─── Information shown ───

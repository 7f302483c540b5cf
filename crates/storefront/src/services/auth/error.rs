//! Authentication error types.

use thiserror::Error;

use crate::db::RepositoryError;

/// Errors that can occur during authentication operations.
#[derive(Debug, Error)]
pub enum AuthError {
    /// Invalid email format.
    #[error("invalid email: {0}")]
    InvalidEmail(#[from] amyfairy_core::EmailError),

    /// Invalid credentials (wrong password or user not found).
    #[error("invalid credentials")]
    InvalidCredentials,

    /// User not found.
    #[error("user not found")]
    UserNotFound,

    /// User already exists.
    #[error("user already exists")]
    UserAlreadyExists,

    /// Password too weak or invalid.
    #[error("password validation failed: {0}")]
    WeakPassword(String),

    /// Display name missing.
    #[error("name is required")]
    MissingName,

    /// Repository/database error.
    #[error("database error: {0}")]
    Repository(#[from] RepositoryError),

    /// Password hashing error.
    #[error("password hashing error")]
    PasswordHash,
}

───

§ Required work: Only the lines containing the string "database" are needed; pull them out of the records.

§ Solution below:
    /// Repository/database error.
    #[error("database error: {0}")]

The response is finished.